The parties' arguments

  1. The main arguments of the parties as presented in their summaries will be presented below.

Baruch's Arguments

  1. According to Baruch, Segal admitted that he had signed the first addendum and the consulting agreement in which he undertook to pay Baruch millions of shekels.  It was claimed that the checks drawn by Segal were forfeited in the absence of sufficient coverage (except one) and that Segal admitted that he violated the first and second addendums, and that in fact he also violated the third addendum because he did not pay the sums that were supposed to be paid according to the agreement by the end of June 2023.  It was also claimed that Segal admitted that he had signed the bond by virtue of which the shares of Sawda were pledged.  The lien is intended to secure all sums due or to be received by Segal or Herbert, including the sum of NIS 5 million set out in the first addendum and consulting fees in the sum of NIS 2 million as detailed in the consultancy agreement.  According to Baruch, a debt is being resolved, and once a lien is created and registered to secure the debt and the obligation is breached, grounds arise for making the debt available for immediate repayment, enforcement of the lien and the appointment of a receiver.
  2. In Baruch's view, Herbert's arguments regarding the absence of a debt and regarding the nullity of the agreements between the parties because they were allegedly obtained through threat, coercion, oppression or fraud should be rejected.  According to the claim, these arguments are contrary to all logic, since there is no reason for Segal to undertake to repay a debt that according to him does not exist only in order to be able to repel the threat of insolvency proceedings, a threat that is completely toothless and unworkable, if indeed there is no debt at all.  It was further argued that Herbert's claims were raised in a casual manner and without extensive detail as required by law, and in any event, the only threat that Segal attributes to Baruch does not constitute a "threat" at all.

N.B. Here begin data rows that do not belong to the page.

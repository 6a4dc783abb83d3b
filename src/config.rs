use crate::channel::ReconnectPolicy;
use log::warn;
use std::env;
use std::str::FromStr;
use std::time::Duration;

#[derive(Debug, Clone)]
pub struct SyncConfig {
    pub api_url: String,
    pub ws_url: String,
    pub http_timeout: Duration,
    pub connect_timeout: Duration,
    pub reconnect: ReconnectPolicy,
    pub heartbeat_period: Duration,
    pub fast_poll: Duration,
    pub slow_poll: Duration,
    pub ended_poll: Duration,
}

impl Default for SyncConfig {
    fn default() -> Self {
        Self {
            api_url: "http://localhost:8000".to_string(),
            ws_url: "ws://localhost:8000/ws/poll".to_string(),
            http_timeout: Duration::from_secs(10),
            connect_timeout: Duration::from_secs(10),
            reconnect: ReconnectPolicy::default(),
            heartbeat_period: Duration::from_secs(30),
            fast_poll: Duration::from_secs(5),
            slow_poll: Duration::from_secs(300),
            ended_poll: Duration::from_secs(30),
        }
    }
}

impl SyncConfig {
    // Reads the environment (after dotenvy has loaded any .env file), falling back to defaults
    pub fn from_env() -> Self {
        let defaults = Self::default();
        let reconnect = ReconnectPolicy::new(
            Duration::from_millis(read_number("RECONNECT_BASE_MS", 1000)),
            Duration::from_millis(read_number("RECONNECT_MAX_MS", 30_000)),
            read_number("RECONNECT_MAX_ATTEMPTS", 5),
        );

        Self {
            api_url: env::var("POLL_API_URL").unwrap_or(defaults.api_url),
            ws_url: env::var("POLL_WS_URL").unwrap_or(defaults.ws_url),
            http_timeout: Duration::from_secs(read_number("HTTP_TIMEOUT_SECS", 10)),
            connect_timeout: Duration::from_secs(read_number("WS_CONNECT_TIMEOUT_SECS", 10)),
            reconnect,
            heartbeat_period: Duration::from_secs(read_number("HEARTBEAT_SECS", 30)),
            fast_poll: Duration::from_secs(read_number("FAST_POLL_SECS", 5)),
            slow_poll: Duration::from_secs(read_number("SLOW_POLL_SECS", 300)),
            ended_poll: Duration::from_secs(read_number("ENDED_POLL_SECS", 30)),
        }
    }
}

fn read_number<T>(name: &str, default: T) -> T
where
    T: FromStr + Copy + PartialOrd + Default + std::fmt::Display,
{
    match env::var(name) {
        Ok(raw) => parse_number(name, &raw, default),
        Err(_) => default,
    }
}

// Zero would make interval timers panic, so it is rejected like any other bad value
fn parse_number<T>(name: &str, raw: &str, default: T) -> T
where
    T: FromStr + Copy + PartialOrd + Default + std::fmt::Display,
{
    match raw.trim().parse::<T>() {
        Ok(value) if value > T::default() => value,
        _ => {
            warn!("Ignoring invalid {}={:?}, using {}", name, raw, default);
            default
        }
    }
}

#[cfg(test)]
mod tests {
    use super::*;

    #[test]
    fn parses_valid_numbers() {
        assert_eq!(parse_number("X", " 42 ", 7u64), 42);
        assert_eq!(parse_number("X", "3", 5u32), 3);
    }

    #[test]
    fn falls_back_on_garbage_or_zero() {
        assert_eq!(parse_number("X", "soon", 7u64), 7);
        assert_eq!(parse_number("X", "0", 7u64), 7);
        assert_eq!(parse_number("X", "-1", 7u64), 7);
    }

    #[test]
    fn defaults_match_documented_cadence() {
        let config = SyncConfig::default();
        assert_eq!(config.fast_poll, Duration::from_secs(5));
        assert_eq!(config.slow_poll, Duration::from_secs(300));
        assert_eq!(config.ended_poll, Duration::from_secs(30));
        assert_eq!(config.heartbeat_period, Duration::from_secs(30));
        assert_eq!(config.reconnect.max_attempts(), 5);
    }
}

  3. Baruch further argues that the additions to the loan agreement were never canceled despite allegations of coercion and oppression, despite the fact that the date for canceling them by law had passed, and despite the fact that Segal did not demand the return of the amounts of checks he had given and that had been paid.  It was argued that the claims against the debt and the lien are contrary to Segal's claims in real time, to his explicit admissions of their existence and to his declarations both to Baruch and to the Registrar of Companies, and therefore Segal and Herbert are prevented and silenced from making any other claims.  In addition, it was argued that the arguments against the debt were oral arguments against a written document – the addendums to the loan agreement.  It was also claimed that Segal tried to claim that the amount of debt claimed in the application was incorrect, but he was unable to prove that there was no debt and he even explicitly admitted that he had received money from Baruch.  Therefore, the law of the application for enforcement should be granted, since a dispute over the amount of the debt does not prevent the realization of the pledge.

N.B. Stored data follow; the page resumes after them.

//! Metric evaluation.
//!
//! `FLOPs` is a static count over the tree. `seconds` goes through a
//! [`Backend`], and `FLOPS` divides the two.

pub mod backend;
pub mod config;

pub use backend::{Backend, BenchmarkResult, CostModel, Executor, FixedBackend, MeasuredBackend};
pub use config::{BenchmarkConfig, CostModelConfig};

use crate::ir::LoopTree;
use crate::utils::errors::{AgentError, AgentResult, BackendError};
use serde::{Serialize, Deserialize};
use std::fmt;

/// The metrics an agent can evaluate.
#[derive(Debug, Clone, Copy, PartialEq, Eq, Hash, Serialize, Deserialize)]
pub enum Metric {
    /// Static floating-point operation count
    #[serde(rename = "FLOPs")]
    Flops,
    /// Throughput, `FLOPs / seconds`
    #[serde(rename = "FLOPS")]
    FlopsPerSecond,
    /// Runtime reported by the backend
    #[serde(rename = "seconds")]
    Seconds,
}

impl Metric {
    /// Every metric, in catalog order.
    pub const ALL: [Metric; 3] = [Metric::Flops, Metric::FlopsPerSecond, Metric::Seconds];

    /// Catalog name.
    pub fn name(&self) -> &'static str {
        match self {
            Metric::Flops => "FLOPs",
            Metric::FlopsPerSecond => "FLOPS",
            Metric::Seconds => "seconds",
        }
    }

    /// Look up a metric by its catalog name.
    pub fn from_name(name: &str) -> Option<Metric> {
        Metric::ALL.iter().copied().find(|m| m.name() == name)
    }

    /// One-line description for help listings.
    pub fn description(&self) -> &'static str {
        match self {
            Metric::Flops => "floating-point operations performed",
            Metric::FlopsPerSecond => "floating-point operations per second",
            Metric::Seconds => "runtime reported by the backend",
        }
    }

    /// Whether search should maximize this metric.
    pub fn higher_is_better(&self) -> bool {
        match self {
            Metric::Flops | Metric::Seconds => false,
            Metric::FlopsPerSecond => true,
        }
    }
}

impl fmt::Display for Metric {
    fn fmt(&self, f: &mut fmt::Formatter<'_>) -> fmt::Result {
        write!(f, "{}", self.name())
    }
}

/// Floating-point operations performed by the whole tree.
pub fn flops(tree: &LoopTree) -> u64 {
    tree.leaves()
        .into_iter()
        .filter_map(|r| {
            let leaf = tree.as_leaf(r)?;
            Some(leaf.op.flops_per_iteration().saturating_mul(tree.enclosing_trip_product(r)))
        })
        .fold(0u64, u64::saturating_add)
}

/// Runtime of the tree according to `backend`.
pub fn seconds(tree: &LoopTree, backend: &dyn Backend) -> Result<f64, BackendError> {
    backend.seconds(tree)
}

/// Throughput of the tree; undefined when the runtime is zero.
pub fn flops_per_second(tree: &LoopTree, backend: &dyn Backend) -> AgentResult<f64> {
    let time = seconds(tree, backend)?;
    if time == 0.0 {
        return Err(AgentError::DivisionUndefined);
    }
    Ok(flops(tree) as f64 / time)
}

/// Evaluate one metric.
pub fn evaluate(metric: Metric, tree: &LoopTree, backend: &dyn Backend) -> AgentResult<f64> {
    match metric {
        Metric::Flops => Ok(flops(tree) as f64),
        Metric::FlopsPerSecond => flops_per_second(tree, backend),
        Metric::Seconds => Ok(seconds(tree, backend)?),
    }
}
//! Loop splitting (strip-mining).
//!
//! Splitting a loop of trip count N by factor F produces two nested loops
//! over the same variable:
//!
//! ```text
//! for i in N:            for i in N/F:
//!   body          =>       for i in F:
//!                            body
//! ```
//!
//! The split reference stays on the outer loop and keeps its annotation and
//! reuse parameter. The inner loop is a new node that adopts the former
//! children. Every existing reference survives.

use crate::ir::{Loop, LoopTree, Node, NodeKind, NodeRef};
use crate::transform::{resolve_loop, vanished, Rewrite, Transform};
use crate::utils::errors::{TransformError, TransformErrorKind, TransformResult};

/// Loop split transformation.
#[derive(Debug, Clone, Copy, PartialEq, Eq)]
pub struct Split {
    /// Trip count of the new inner loop
    pub factor: u64,
}

impl Split {
    /// Split off an inner loop of `factor` iterations.
    pub fn new(factor: u64) -> Self {
        Self { factor }
    }
}

impl Transform for Split {
    fn check(&self, tree: &LoopTree, at: NodeRef) -> TransformResult<()> {
        let l = resolve_loop(tree, at, self.name())?;
        if self.factor == 0 || l.trip_count % self.factor != 0 {
            return Err(TransformError::new(
                TransformErrorKind::IndivisibleFactor,
                self.name(),
                format!(
                    "factor {} does not divide trip count {} of loop {}",
                    self.factor, l.trip_count, at
                ),
            ));
        }
        Ok(())
    }

    fn apply(&self, tree: &LoopTree, at: NodeRef) -> TransformResult<Rewrite> {
        self.check(tree, at)?;

        let mut new_tree = tree.clone();
        let (var, trip_count) = match new_tree.as_loop(at) {
            Some(l) => (l.var.clone(), l.trip_count),
            None => return Err(vanished(at, self.name())),
        };

        let children = new_tree.children(at).to_vec();
        let inner = new_tree.alloc(Node {
            parent: Some(at),
            children,
            kind: NodeKind::Loop(Loop::new(var, self.factor)),
        });
        new_tree.reparent_children(inner);

        if let Some(node) = new_tree.node_mut(at) {
            node.children = vec![inner];
        }
        if let Some(outer) = new_tree.loop_mut(at) {
            outer.trip_count = trip_count / self.factor;
        }

        Ok(Rewrite::new(new_tree))
    }

    fn name(&self) -> &str {
        "split"
    }
}

/// Split loop `at` so that the new inner loop has trip count `factor`.
pub fn split(tree: &LoopTree, at: NodeRef, factor: u64) -> TransformResult<Rewrite> {
    Split::new(factor).apply(tree, at)
}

  4. Baruch argues that the debt was not created out of thin air and originated from a long relationship.  Therefore, Segal's consent and signature to all those documents and his delivery of the checks were not done due to threats, oppression or fraud.  Baruch refers to the Herbert Samuel Agreement and the Zerubavel Agreement, for which he claims that Segal remains a high debt to him, which is proven in light of many different financial transfers by Baruch to Segal or to entities on his behalf, a debt that has never been repaid.  Baruch also claimed that Segal was the one who prepared the loan agreement.  It was claimed that Segal failed to show that Baruch was the one who transferred the loan agreement to him.  According to Baruch, he is not fluent in the English language and therefore could not prepare the loan agreement written in English.  Segal also failed to explain why Baruch would write, as stated in the loan agreement, that the funds were transferred to Segal between the years 2009-2011, which is incorrect according to Baruch, when in the first addendum it was clarified that the funds were transferred as of 2011.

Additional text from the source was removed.